What you need to do: Keeping every line intact, print the records that follow.

Top of Supplied records

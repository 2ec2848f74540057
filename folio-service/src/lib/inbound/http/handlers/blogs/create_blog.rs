use axum::extract::State;
use axum::http::StatusCode;
use axum::Extension;
use axum::Json;
use serde::Deserialize;

use super::BlogResponseData;
use crate::blog::errors::BlogError;
use crate::domain::blog::models::CreateBlogCommand;
use crate::inbound::http::handlers::ApiError;
use crate::inbound::http::handlers::ApiSuccess;
use crate::inbound::http::middleware::AuthenticatedUser;
use crate::inbound::http::router::AppState;

pub async fn create_blog(
    State(state): State<AppState>,
    Extension(caller): Extension<AuthenticatedUser>,
    Json(body): Json<CreateBlogRequest>,
) -> Result<ApiSuccess<BlogResponseData>, ApiError> {
    let command = CreateBlogCommand::new(body.title, body.description, body.image)
        .map_err(BlogError::from)?;

    state
        .blog_service
        .create_blog(command, caller.user_id)
        .await
        .map_err(ApiError::from)
        .map(|ref blog| ApiSuccess::new(StatusCode::CREATED, blog.into()))
}

#[derive(Debug, Clone, PartialEq, Eq, Deserialize)]
pub struct CreateBlogRequest {
    title: Option<String>,
    description: Option<String>,
    image: Option<String>,
}
use std::fmt;
use std::str::FromStr;

pub use auth::Role;
use chrono::DateTime;
use chrono::Utc;
use uuid::Uuid;

use crate::user::errors::EmailError;
use crate::user::errors::NameError;
use crate::user::errors::UploadError;
use crate::user::errors::UserError;
use crate::user::errors::UserIdError;

/// User aggregate entity.
///
/// `password_hash` is always a PHC hash string, whatever the role.
#[derive(Debug, Clone, PartialEq)]
pub struct User {
    pub id: UserId,
    pub name: DisplayName,
    pub email: EmailAddress,
    pub password_hash: String,
    pub role: Role,
    pub profile_picture: Option<String>,
    pub description: Option<String>,
    pub address: Option<String>,
    pub created_at: DateTime<Utc>,
}

/// User unique identifier type
#[derive(Debug, Clone, Copy, PartialEq, Eq, Hash)]
pub struct UserId(pub Uuid);

impl UserId {
    /// Generate a new random user ID.
    pub fn new() -> Self {
        Self(Uuid::new_v4())
    }

    /// Parse a user ID from string.
    ///
    /// # Errors
    /// * `InvalidFormat` - String is not a valid UUID
    pub fn from_string(s: &str) -> Result<Self, UserIdError> {
        Uuid::parse_str(s)
            .map(UserId)
            .map_err(|e| UserIdError::InvalidFormat(e.to_string()))
    }
}

impl Default for UserId {
    fn default() -> Self {
        Self::new()
    }
}

impl fmt::Display for UserId {
    fn fmt(&self, f: &mut fmt::Formatter<'_>) -> fmt::Result {
        self.0.fmt(f)
    }
}

/// Caller identity as resolved by the access gate.
#[derive(Debug, Clone, Copy, PartialEq, Eq)]
pub struct Principal {
    pub user_id: UserId,
    pub role: Role,
}

impl Principal {
    pub fn is_admin(&self) -> bool {
        self.role.is_admin()
    }
}

/// Display name value type
///
/// Trimmed, non-empty, at most 100 characters.
#[derive(Debug, Clone, PartialEq, Eq)]
pub struct DisplayName(String);

impl DisplayName {
    const MAX_LENGTH: usize = 100;

    pub fn new(name: String) -> Result<Self, NameError> {
        let name = name.trim();
        let length = name.chars().count();
        if length == 0 {
            Err(NameError::Empty)
        } else if length > Self::MAX_LENGTH {
            Err(NameError::TooLong {
                max: Self::MAX_LENGTH,
                actual: length,
            })
        } else {
            Ok(Self(name.to_string()))
        }
    }

    pub fn as_str(&self) -> &str {
        &self.0
    }
}

impl fmt::Display for DisplayName {
    fn fmt(&self, f: &mut fmt::Formatter<'_>) -> fmt::Result {
        self.0.fmt(f)
    }
}

/// Email address type
///
/// Validated with an RFC 5322 parser and normalised to trimmed lowercase,
/// so uniqueness checks are case-insensitive.
#[derive(Debug, Clone, PartialEq, Eq)]
pub struct EmailAddress(String);

impl EmailAddress {
    /// Create a new validated email address.
    ///
    /// # Errors
    /// * `Empty` - Blank input
    /// * `InvalidFormat` - Email does not conform to RFC 5322
    pub fn new(email: String) -> Result<Self, EmailError> {
        let email = email.trim().to_lowercase();
        if email.is_empty() {
            return Err(EmailError::Empty);
        }

        email_address::EmailAddress::from_str(&email)
            .map(|_| EmailAddress(email))
            .map_err(|e| EmailError::InvalidFormat(e.to_string()))
    }

    pub fn as_str(&self) -> &str {
        &self.0
    }
}

/// Command to register a new account.
#[derive(Debug)]
pub struct RegisterUserCommand {
    pub name: DisplayName,
    pub email: EmailAddress,
    pub password: String,
    pub role: Role,
}

impl RegisterUserCommand {
    /// Construct a register command.
    ///
    /// # Arguments
    /// * `password` - Plain text password (hashed by the service)
    ///
    /// # Errors
    /// * `EmptyPassword` - Password is empty
    pub fn new(
        name: DisplayName,
        email: EmailAddress,
        password: String,
        role: Role,
    ) -> Result<Self, UserError> {
        if password.is_empty() {
            return Err(UserError::EmptyPassword);
        }

        Ok(Self {
            name,
            email,
            password,
            role,
        })
    }
}

/// Command to log into an account of a given role.
#[derive(Debug)]
pub struct LoginCommand {
    pub email: EmailAddress,
    pub password: String,
    pub role: Role,
}

/// Token issued on successful login, with the account it was issued for.
#[derive(Debug, Clone)]
pub struct Session {
    pub user: User,
    pub token: String,
}

/// Partial profile update. Only provided fields change.
///
/// There is no way to reach the password or role through this command.
#[derive(Debug, Default)]
pub struct UpdateProfileCommand {
    pub description: Option<String>,
    pub address: Option<String>,
    pub profile_picture: Option<String>,
}

impl UpdateProfileCommand {
    pub fn apply(self, user: &mut User) {
        if let Some(description) = self.description {
            user.description = Some(description);
        }
        if let Some(address) = self.address {
            user.address = Some(address);
        }
        if let Some(profile_picture) = self.profile_picture {
            user.profile_picture = Some(profile_picture);
        }
    }
}

/// Validated image file destined for the image host.
#[derive(Debug, Clone, PartialEq, Eq)]
pub struct ImageUpload {
    pub file_name: String,
    pub content_type: String,
    pub bytes: Vec<u8>,
}

impl ImageUpload {
    /// Validate an uploaded file.
    ///
    /// # Errors
    /// * `Empty` - No bytes
    /// * `NotAnImage` - Content type is not `image/*`
    /// * `TooLarge` - More than `max_bytes`
    pub fn new(
        file_name: Option<String>,
        content_type: Option<String>,
        bytes: Vec<u8>,
        max_bytes: usize,
    ) -> Result<Self, UploadError> {
        if bytes.is_empty() {
            return Err(UploadError::Empty);
        }
        if bytes.len() > max_bytes {
            return Err(UploadError::TooLarge {
                max: max_bytes,
                actual: bytes.len(),
            });
        }

        let content_type = content_type.unwrap_or_default();
        if !content_type.starts_with("image/") {
            return Err(UploadError::NotAnImage(if content_type.is_empty() {
                "unknown content type".to_string()
            } else {
                content_type
            }));
        }

        let file_name = file_name
            .filter(|name| !name.trim().is_empty())
            .unwrap_or_else(|| "upload".to_string());

        Ok(Self {
            file_name,
            content_type,
            bytes,
        })
    }
}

Bottom of Supplied records

Result of the exercise:
repository 2ec2848f74540057
filename folio-service/src/lib/inbound/http/handlers/blogs/create_blog.rs
use axum::extract::State;
use axum::http::StatusCode;
use axum::Extension;
use axum::Json;
use serde::Deserialize;

use super::BlogResponseData;
use crate::blog::errors::BlogError;
use crate::domain::blog::models::CreateBlogCommand;
use crate::inbound::http::handlers::ApiError;
use crate::inbound::http::handlers::ApiSuccess;
use crate::inbound::http::middleware::AuthenticatedUser;
use crate::inbound::http::router::AppState;

pub async fn create_blog(
    State(state): State<AppState>,
    Extension(caller): Extension<AuthenticatedUser>,
    Json(body): Json<CreateBlogRequest>,
) -> Result<ApiSuccess<BlogResponseData>, ApiError> {
    let command = CreateBlogCommand::new(body.title, body.description, body.image)
        .map_err(BlogError::from)?;

    state
        .blog_service
        .create_blog(command, caller.user_id)
        .await
        .map_err(ApiError::from)
        .map(|ref blog| ApiSuccess::new(StatusCode::CREATED, blog.into()))
}

#[derive(Debug, Clone, PartialEq, Eq, Deserialize)]
pub struct CreateBlogRequest {
    title: Option<String>,
    description: Option<String>,
    image: Option<String>,
}
use std::fmt;
use std::str::FromStr;

pub use auth::Role;
use chrono::DateTime;
use chrono::Utc;
use uuid::Uuid;

use crate::user::errors::EmailError;
use crate::user::errors::NameError;
use crate::user::errors::UploadError;
use crate::user::errors::UserError;
use crate::user::errors::UserIdError;

/// User aggregate entity.
///
/// `password_hash` is always a PHC hash string, whatever the role.
#[derive(Debug, Clone, PartialEq)]
pub struct User {
    pub id: UserId,
    pub name: DisplayName,
    pub email: EmailAddress,
    pub password_hash: String,
    pub role: Role,
    pub profile_picture: Option<String>,
    pub description: Option<String>,
    pub address: Option<String>,
    pub created_at: DateTime<Utc>,
}

/// User unique identifier type
#[derive(Debug, Clone, Copy, PartialEq, Eq, Hash)]
pub struct UserId(pub Uuid);

impl UserId {
    /// Generate a new random user ID.
    pub fn new() -> Self {
        Self(Uuid::new_v4())
    }

    /// Parse a user ID from string.
    ///
    /// # Errors
    /// * `InvalidFormat` - String is not a valid UUID
    pub fn from_string(s: &str) -> Result<Self, UserIdError> {
        Uuid::parse_str(s)
            .map(UserId)
            .map_err(|e| UserIdError::InvalidFormat(e.to_string()))
    }
}

impl Default for UserId {
    fn default() -> Self {
        Self::new()
    }
}

impl fmt::Display for UserId {
    fn fmt(&self, f: &mut fmt::Formatter<'_>) -> fmt::Result {
        self.0.fmt(f)
    }
}

/// Caller identity as resolved by the access gate.
#[derive(Debug, Clone, Copy, PartialEq, Eq)]
pub struct Principal {
    pub user_id: UserId,
    pub role: Role,
}

impl Principal {
    pub fn is_admin(&self) -> bool {
        self.role.is_admin()
    }
}

/// Display name value type
///
/// Trimmed, non-empty, at most 100 characters.
#[derive(Debug, Clone, PartialEq, Eq)]
pub struct DisplayName(String);

impl DisplayName {
    const MAX_LENGTH: usize = 100;

    pub fn new(name: String) -> Result<Self, NameError> {
        let name = name.trim();
        let length = name.chars().count();
        if length == 0 {
            Err(NameError::Empty)
        } else if length > Self::MAX_LENGTH {
            Err(NameError::TooLong {
                max: Self::MAX_LENGTH,
                actual: length,
            })
        } else {
            Ok(Self(name.to_string()))
        }
    }

    pub fn as_str(&self) -> &str {
        &self.0
    }
}

impl fmt::Display for DisplayName {
    fn fmt(&self, f: &mut fmt::Formatter<'_>) -> fmt::Result {
        self.0.fmt(f)
    }
}

/// Email address type
///
/// Validated with an RFC 5322 parser and normalised to trimmed lowercase,
/// so uniqueness checks are case-insensitive.
#[derive(Debug, Clone, PartialEq, Eq)]
pub struct EmailAddress(String);

impl EmailAddress {
    /// Create a new validated email address.
    ///
    /// # Errors
    /// * `Empty` - Blank input
    /// * `InvalidFormat` - Email does not conform to RFC 5322
    pub fn new(email: String) -> Result<Self, EmailError> {
        let email = email.trim().to_lowercase();
        if email.is_empty() {
            return Err(EmailError::Empty);
        }

        email_address::EmailAddress::from_str(&email)
            .map(|_| EmailAddress(email))
            .map_err(|e| EmailError::InvalidFormat(e.to_string()))
    }

    pub fn as_str(&self) -> &str {
        &self.0
    }
}

/// Command to register a new account.
#[derive(Debug)]
pub struct RegisterUserCommand {
    pub name: DisplayName,
    pub email: EmailAddress,
    pub password: String,
    pub role: Role,
}

impl RegisterUserCommand {
    /// Construct a register command.
    ///
    /// # Arguments
    /// * `password` - Plain text password (hashed by the service)
    ///
    /// # Errors
    /// * `EmptyPassword` - Password is empty
    pub fn new(
        name: DisplayName,
        email: EmailAddress,
        password: String,
        role: Role,
    ) -> Result<Self, UserError> {
        if password.is_empty() {
            return Err(UserError::EmptyPassword);
        }

        Ok(Self {
            name,
            email,
            password,
            role,
        })
    }
}

/// Command to log into an account of a given role.
#[derive(Debug)]
pub struct LoginCommand {
    pub email: EmailAddress,
    pub password: String,
    pub role: Role,
}

/// Token issued on successful login, with the account it was issued for.
#[derive(Debug, Clone)]
pub struct Session {
    pub user: User,
    pub token: String,
}

/// Partial profile update. Only provided fields change.
///
/// There is no way to reach the password or role through this command.
#[derive(Debug, Default)]
pub struct UpdateProfileCommand {
    pub description: Option<String>,
    pub address: Option<String>,
    pub profile_picture: Option<String>,
}

impl UpdateProfileCommand {
    pub fn apply(self, user: &mut User) {
        if let Some(description) = self.description {
            user.description = Some(description);
        }
        if let Some(address) = self.address {
            user.address = Some(address);
        }
        if let Some(profile_picture) = self.profile_picture {
            user.profile_picture = Some(profile_picture);
        }
    }
}

/// Validated image file destined for the image host.
#[derive(Debug, Clone, PartialEq, Eq)]
pub struct ImageUpload {
    pub file_name: String,
    pub content_type: String,
    pub bytes: Vec<u8>,
}

impl ImageUpload {
    /// Validate an uploaded file.
    ///
    /// # Errors
    /// * `Empty` - No bytes
    /// * `NotAnImage` - Content type is not `image/*`
    /// * `TooLarge` - More than `max_bytes`
    pub fn new(
        file_name: Option<String>,
        content_type: Option<String>,
        bytes: Vec<u8>,
        max_bytes: usize,
    ) -> Result<Self, UploadError> {
        if bytes.is_empty() {
            return Err(UploadError::Empty);
        }
        if bytes.len() > max_bytes {
            return Err(UploadError::TooLarge {
                max: max_bytes,
                actual: bytes.len(),
            });
        }

        let content_type = content_type.unwrap_or_default();
        if !content_type.starts_with("image/") {
            return Err(UploadError::NotAnImage(if content_type.is_empty() {
                "unknown content type".to_string()
            } else {
                content_type
            }));
        }

        let file_name = file_name
            .filter(|name| !name.trim().is_empty())
            .unwrap_or_else(|| "upload".to_string());

        Ok(Self {
            file_name,
            content_type,
            bytes,
        })
    }
}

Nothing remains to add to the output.